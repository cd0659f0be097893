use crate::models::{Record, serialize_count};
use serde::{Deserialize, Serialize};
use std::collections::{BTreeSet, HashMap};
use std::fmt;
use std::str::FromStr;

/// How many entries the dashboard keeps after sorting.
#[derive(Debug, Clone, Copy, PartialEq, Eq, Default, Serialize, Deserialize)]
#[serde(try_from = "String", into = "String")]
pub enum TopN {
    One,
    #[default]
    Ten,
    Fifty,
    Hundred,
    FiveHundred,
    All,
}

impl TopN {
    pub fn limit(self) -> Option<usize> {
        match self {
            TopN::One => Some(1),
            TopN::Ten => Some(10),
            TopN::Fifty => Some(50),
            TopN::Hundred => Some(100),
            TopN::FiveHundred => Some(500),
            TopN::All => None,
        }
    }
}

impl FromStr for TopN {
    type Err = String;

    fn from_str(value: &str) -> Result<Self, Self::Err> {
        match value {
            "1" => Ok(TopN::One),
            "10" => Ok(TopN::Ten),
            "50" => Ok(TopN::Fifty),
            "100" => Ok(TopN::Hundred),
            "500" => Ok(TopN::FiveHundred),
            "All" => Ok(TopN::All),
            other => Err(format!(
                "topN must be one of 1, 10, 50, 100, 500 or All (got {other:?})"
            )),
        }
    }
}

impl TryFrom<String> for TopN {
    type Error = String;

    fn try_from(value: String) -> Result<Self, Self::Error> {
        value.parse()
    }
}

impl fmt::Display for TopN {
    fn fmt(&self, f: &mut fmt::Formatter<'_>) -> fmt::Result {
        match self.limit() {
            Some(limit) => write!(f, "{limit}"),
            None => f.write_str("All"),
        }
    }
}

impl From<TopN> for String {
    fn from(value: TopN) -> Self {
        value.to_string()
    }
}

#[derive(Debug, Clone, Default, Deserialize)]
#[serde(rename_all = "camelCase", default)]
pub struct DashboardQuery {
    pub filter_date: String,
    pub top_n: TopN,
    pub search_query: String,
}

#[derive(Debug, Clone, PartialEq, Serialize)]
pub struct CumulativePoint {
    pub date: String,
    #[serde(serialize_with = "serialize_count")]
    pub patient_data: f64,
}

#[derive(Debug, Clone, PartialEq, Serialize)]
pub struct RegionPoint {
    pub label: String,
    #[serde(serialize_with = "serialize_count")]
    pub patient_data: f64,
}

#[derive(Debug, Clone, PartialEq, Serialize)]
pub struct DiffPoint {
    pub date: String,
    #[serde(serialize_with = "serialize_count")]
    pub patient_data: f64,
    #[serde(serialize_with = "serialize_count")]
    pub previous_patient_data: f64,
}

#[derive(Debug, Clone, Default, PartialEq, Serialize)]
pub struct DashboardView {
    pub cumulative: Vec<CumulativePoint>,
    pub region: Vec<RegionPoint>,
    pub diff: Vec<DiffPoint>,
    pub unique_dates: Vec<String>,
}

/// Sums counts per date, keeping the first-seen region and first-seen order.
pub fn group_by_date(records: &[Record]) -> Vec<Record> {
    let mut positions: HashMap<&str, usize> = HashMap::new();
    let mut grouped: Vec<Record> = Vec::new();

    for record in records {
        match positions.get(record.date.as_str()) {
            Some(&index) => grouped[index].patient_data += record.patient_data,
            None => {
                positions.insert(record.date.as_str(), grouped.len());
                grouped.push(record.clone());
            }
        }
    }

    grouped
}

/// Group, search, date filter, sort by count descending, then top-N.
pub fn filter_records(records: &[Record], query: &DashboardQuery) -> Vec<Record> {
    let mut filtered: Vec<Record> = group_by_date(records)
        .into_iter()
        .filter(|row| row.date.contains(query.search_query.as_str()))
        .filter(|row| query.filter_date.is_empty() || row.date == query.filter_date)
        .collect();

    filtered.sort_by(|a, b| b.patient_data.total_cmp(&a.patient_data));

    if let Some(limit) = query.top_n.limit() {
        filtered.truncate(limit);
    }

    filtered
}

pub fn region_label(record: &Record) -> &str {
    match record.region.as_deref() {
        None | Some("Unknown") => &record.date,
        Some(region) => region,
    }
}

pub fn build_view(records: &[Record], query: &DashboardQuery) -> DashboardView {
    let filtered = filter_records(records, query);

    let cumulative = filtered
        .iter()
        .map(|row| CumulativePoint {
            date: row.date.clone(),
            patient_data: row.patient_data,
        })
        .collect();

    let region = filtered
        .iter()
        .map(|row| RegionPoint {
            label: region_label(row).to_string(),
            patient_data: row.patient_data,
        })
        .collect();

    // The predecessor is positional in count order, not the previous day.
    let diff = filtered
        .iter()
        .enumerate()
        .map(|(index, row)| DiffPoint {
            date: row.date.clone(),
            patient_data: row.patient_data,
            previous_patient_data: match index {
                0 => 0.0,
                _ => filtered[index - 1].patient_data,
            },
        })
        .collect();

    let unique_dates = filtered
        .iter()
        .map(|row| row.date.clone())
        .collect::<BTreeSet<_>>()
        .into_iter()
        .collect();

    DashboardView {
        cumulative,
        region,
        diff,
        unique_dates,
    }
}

--------------------------------------------------

TASK ITEM
What you write must match the material above exactly and in full.

THE ANSWER
repository cd0659f0be097893
use crate::models::{Record, serialize_count};
use serde::{Deserialize, Serialize};
use std::collections::{BTreeSet, HashMap};
use std::fmt;
use std::str::FromStr;

/// How many entries the dashboard keeps after sorting.
#[derive(Debug, Clone, Copy, PartialEq, Eq, Default, Serialize, Deserialize)]
#[serde(try_from = "String", into = "String")]
pub enum TopN {
    One,
    #[default]
    Ten,
    Fifty,
    Hundred,
    FiveHundred,
    All,
}

impl TopN {
    pub fn limit(self) -> Option<usize> {
        match self {
            TopN::One => Some(1),
            TopN::Ten => Some(10),
            TopN::Fifty => Some(50),
            TopN::Hundred => Some(100),
            TopN::FiveHundred => Some(500),
            TopN::All => None,
        }
    }
}

impl FromStr for TopN {
    type Err = String;

    fn from_str(value: &str) -> Result<Self, Self::Err> {
        match value {
            "1" => Ok(TopN::One),
            "10" => Ok(TopN::Ten),
            "50" => Ok(TopN::Fifty),
            "100" => Ok(TopN::Hundred),
            "500" => Ok(TopN::FiveHundred),
            "All" => Ok(TopN::All),
            other => Err(format!(
                "topN must be one of 1, 10, 50, 100, 500 or All (got {other:?})"
            )),
        }
    }
}

impl TryFrom<String> for TopN {
    type Error = String;

    fn try_from(value: String) -> Result<Self, Self::Error> {
        value.parse()
    }
}

impl fmt::Display for TopN {
    fn fmt(&self, f: &mut fmt::Formatter<'_>) -> fmt::Result {
        match self.limit() {
            Some(limit) => write!(f, "{limit}"),
            None => f.write_str("All"),
        }
    }
}

impl From<TopN> for String {
    fn from(value: TopN) -> Self {
        value.to_string()
    }
}

#[derive(Debug, Clone, Default, Deserialize)]
#[serde(rename_all = "camelCase", default)]
pub struct DashboardQuery {
    pub filter_date: String,
    pub top_n: TopN,
    pub search_query: String,
}

#[derive(Debug, Clone, PartialEq, Serialize)]
pub struct CumulativePoint {
    pub date: String,
    #[serde(serialize_with = "serialize_count")]
    pub patient_data: f64,
}

#[derive(Debug, Clone, PartialEq, Serialize)]
pub struct RegionPoint {
    pub label: String,
    #[serde(serialize_with = "serialize_count")]
    pub patient_data: f64,
}

#[derive(Debug, Clone, PartialEq, Serialize)]
pub struct DiffPoint {
    pub date: String,
    #[serde(serialize_with = "serialize_count")]
    pub patient_data: f64,
    #[serde(serialize_with = "serialize_count")]
    pub previous_patient_data: f64,
}

#[derive(Debug, Clone, Default, PartialEq, Serialize)]
pub struct DashboardView {
    pub cumulative: Vec<CumulativePoint>,
    pub region: Vec<RegionPoint>,
    pub diff: Vec<DiffPoint>,
    pub unique_dates: Vec<String>,
}

/// Sums counts per date, keeping the first-seen region and first-seen order.
pub fn group_by_date(records: &[Record]) -> Vec<Record> {
    let mut positions: HashMap<&str, usize> = HashMap::new();
    let mut grouped: Vec<Record> = Vec::new();

    for record in records {
        match positions.get(record.date.as_str()) {
            Some(&index) => grouped[index].patient_data += record.patient_data,
            None => {
                positions.insert(record.date.as_str(), grouped.len());
                grouped.push(record.clone());
            }
        }
    }

    grouped
}

/// Group, search, date filter, sort by count descending, then top-N.
pub fn filter_records(records: &[Record], query: &DashboardQuery) -> Vec<Record> {
    let mut filtered: Vec<Record> = group_by_date(records)
        .into_iter()
        .filter(|row| row.date.contains(query.search_query.as_str()))
        .filter(|row| query.filter_date.is_empty() || row.date == query.filter_date)
        .collect();

    filtered.sort_by(|a, b| b.patient_data.total_cmp(&a.patient_data));

    if let Some(limit) = query.top_n.limit() {
        filtered.truncate(limit);
    }

    filtered
}

pub fn region_label(record: &Record) -> &str {
    match record.region.as_deref() {
        None | Some("Unknown") => &record.date,
        Some(region) => region,
    }
}

pub fn build_view(records: &[Record], query: &DashboardQuery) -> DashboardView {
    let filtered = filter_records(records, query);

    let cumulative = filtered
        .iter()
        .map(|row| CumulativePoint {
            date: row.date.clone(),
            patient_data: row.patient_data,
        })
        .collect();

    let region = filtered
        .iter()
        .map(|row| RegionPoint {
            label: region_label(row).to_string(),
            patient_data: row.patient_data,
        })
        .collect();

    // The predecessor is positional in count order, not the previous day.
    let diff = filtered
        .iter()
        .enumerate()
        .map(|(index, row)| DiffPoint {
            date: row.date.clone(),
            patient_data: row.patient_data,
            previous_patient_data: match index {
                0 => 0.0,
                _ => filtered[index - 1].patient_data,
            },
        })
        .collect();

    let unique_dates = filtered
        .iter()
        .map(|row| row.date.clone())
        .collect::<BTreeSet<_>>()
        .into_iter()
        .collect();

    DashboardView {
        cumulative,
        region,
        diff,
        unique_dates,
    }
}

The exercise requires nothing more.